The entries below should be copied exactly and completely.

▬▬▬▬▬▬▬▬▬▬

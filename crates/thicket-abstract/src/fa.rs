// crates/thicket-abstract/src/fa.rs

//! Applying one abstraction pass across every non-pinned root of a forest
//! automaton (`spec.md` §4.5: "For each non-pinned root ...").

use crate::config::AbstractionMode;
use std::collections::BTreeSet;
use thicket_automata::State;
use thicket_core::RootIdx;
use thicket_fae::ForestAutomaton;

/// Abstracts every root of `fae` that is not in `pinned` (variable-rooted
/// or otherwise protected components), in place, then prunes useless
/// states and recomputes the connection graph.
///
/// `frame_of` maps a root to the stack-frame identity of its owning
/// activation record, `None` for roots with no frame (heap allocations,
/// globals). Every state of one root's `TreeAut` belongs to that same
/// root, so this is looked up once per root rather than per state.
pub fn abstract_fa(
    fae: &mut ForestAutomaton,
    pinned: &BTreeSet<RootIdx>,
    mode: &AbstractionMode<'_>,
    frame_of: &impl Fn(RootIdx) -> Option<u32>,
) {
    let count = fae.root_count();
    for idx in 0..count {
        let root = RootIdx::from(idx);
        if pinned.contains(&root) {
            continue;
        }
        let Some(ta) = fae.root(root).cloned() else {
            continue;
        };
        let root_frame = frame_of(root);
        let abstracted = match mode {
            AbstractionMode::FiniteHeight(config) => {
                crate::finite_height::finite_height_abstract(&ta, fae.labels(), *config, |_: State| root_frame)
            }
            AbstractionMode::Predicate(predicates) => {
                crate::predicate::predicate_abstract(&ta, fae.labels(), predicates)
            }
        };
        fae.set_root(root, abstracted);
    }
    fae.unreachable_free();
    fae.recompute_connection_graph();
}

#[cfg(test)]
mod tests {
    use super::*;
    use thicket_automata::TreeAut;
    use thicket_core::Data;
    use thicket_label::{DataId, Label};

    #[test]
    fn pinned_roots_are_left_untouched() {
        let mut fae = ForestAutomaton::new();
        let leaf = fae.labels_mut().intern(Label::Data(Data::Null, DataId(0)));
        let mut ta = TreeAut::new();
        let q0 = ta.fresh_state();
        ta.add_transition(vec![], leaf, q0);
        ta.add_final(q0);
        let r0 = fae.alloc_root(ta);

        let mut pinned = BTreeSet::new();
        pinned.insert(r0);
        let config = crate::config::AbstractionConfig::default();
        abstract_fa(&mut fae, &pinned, &AbstractionMode::FiniteHeight(config), &|_: RootIdx| None);
        assert!(fae.root(r0).is_some());
    }

    #[test]
    fn frame_of_is_consulted_once_per_processed_root() {
        use std::cell::RefCell;

        let mut fae = ForestAutomaton::new();
        let leaf = fae.labels_mut().intern(Label::Data(Data::Null, DataId(0)));

        let mut ta0 = TreeAut::new();
        let q0 = ta0.fresh_state();
        ta0.add_transition(vec![], leaf, q0);
        ta0.add_final(q0);
        let r0 = fae.alloc_root(ta0);

        let mut ta1 = TreeAut::new();
        let q1 = ta1.fresh_state();
        ta1.add_transition(vec![], leaf, q1);
        ta1.add_final(q1);
        let r1 = fae.alloc_root(ta1);

        let config = crate::config::AbstractionConfig { height_bound: 0, stack_frame_abstraction: false };
        let pinned = BTreeSet::new();
        let seen: RefCell<Vec<RootIdx>> = RefCell::new(Vec::new());
        abstract_fa(
            &mut fae,
            &pinned,
            &AbstractionMode::FiniteHeight(config),
            &|root: RootIdx| {
                seen.borrow_mut().push(root);
                None
            },
        );

        // Confirms the production call site actually reaches into a
        // per-root lookup instead of hardcoding `|_| None`: every
        // non-pinned root triggers exactly one `frame_of` call.
        assert_eq!(*seen.borrow(), vec![r0, r1]);
    }
}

▬▬▬▬▬▬▬▬▬▬

** TASK SOLUTION **
filename crates/thicket-abstract/src/fa.rs
// crates/thicket-abstract/src/fa.rs

//! Applying one abstraction pass across every non-pinned root of a forest
//! automaton (`spec.md` §4.5: "For each non-pinned root ...").

use crate::config::AbstractionMode;
use std::collections::BTreeSet;
use thicket_automata::State;
use thicket_core::RootIdx;
use thicket_fae::ForestAutomaton;

/// Abstracts every root of `fae` that is not in `pinned` (variable-rooted
/// or otherwise protected components), in place, then prunes useless
/// states and recomputes the connection graph.
///
/// `frame_of` maps a root to the stack-frame identity of its owning
/// activation record, `None` for roots with no frame (heap allocations,
/// globals). Every state of one root's `TreeAut` belongs to that same
/// root, so this is looked up once per root rather than per state.
pub fn abstract_fa(
    fae: &mut ForestAutomaton,
    pinned: &BTreeSet<RootIdx>,
    mode: &AbstractionMode<'_>,
    frame_of: &impl Fn(RootIdx) -> Option<u32>,
) {
    let count = fae.root_count();
    for idx in 0..count {
        let root = RootIdx::from(idx);
        if pinned.contains(&root) {
            continue;
        }
        let Some(ta) = fae.root(root).cloned() else {
            continue;
        };
        let root_frame = frame_of(root);
        let abstracted = match mode {
            AbstractionMode::FiniteHeight(config) => {
                crate::finite_height::finite_height_abstract(&ta, fae.labels(), *config, |_: State| root_frame)
            }
            AbstractionMode::Predicate(predicates) => {
                crate::predicate::predicate_abstract(&ta, fae.labels(), predicates)
            }
        };
        fae.set_root(root, abstracted);
    }
    fae.unreachable_free();
    fae.recompute_connection_graph();
}

#[cfg(test)]
mod tests {
    use super::*;
    use thicket_automata::TreeAut;
    use thicket_core::Data;
    use thicket_label::{DataId, Label};

    #[test]
    fn pinned_roots_are_left_untouched() {
        let mut fae = ForestAutomaton::new();
        let leaf = fae.labels_mut().intern(Label::Data(Data::Null, DataId(0)));
        let mut ta = TreeAut::new();
        let q0 = ta.fresh_state();
        ta.add_transition(vec![], leaf, q0);
        ta.add_final(q0);
        let r0 = fae.alloc_root(ta);

        let mut pinned = BTreeSet::new();
        pinned.insert(r0);
        let config = crate::config::AbstractionConfig::default();
        abstract_fa(&mut fae, &pinned, &AbstractionMode::FiniteHeight(config), &|_: RootIdx| None);
        assert!(fae.root(r0).is_some());
    }

    #[test]
    fn frame_of_is_consulted_once_per_processed_root() {
        use std::cell::RefCell;

        let mut fae = ForestAutomaton::new();
        let leaf = fae.labels_mut().intern(Label::Data(Data::Null, DataId(0)));

        let mut ta0 = TreeAut::new();
        let q0 = ta0.fresh_state();
        ta0.add_transition(vec![], leaf, q0);
        ta0.add_final(q0);
        let r0 = fae.alloc_root(ta0);

        let mut ta1 = TreeAut::new();
        let q1 = ta1.fresh_state();
        ta1.add_transition(vec![], leaf, q1);
        ta1.add_final(q1);
        let r1 = fae.alloc_root(ta1);

        let config = crate::config::AbstractionConfig { height_bound: 0, stack_frame_abstraction: false };
        let pinned = BTreeSet::new();
        let seen: RefCell<Vec<RootIdx>> = RefCell::new(Vec::new());
        abstract_fa(
            &mut fae,
            &pinned,
            &AbstractionMode::FiniteHeight(config),
            &|root: RootIdx| {
                seen.borrow_mut().push(root);
                None
            },
        );

        // Confirms the production call site actually reaches into a
        // per-root lookup instead of hardcoding `|_| None`: every
        // non-pinned root triggers exactly one `frame_of` call.
        assert_eq!(*seen.borrow(), vec![r0, r1]);
    }
}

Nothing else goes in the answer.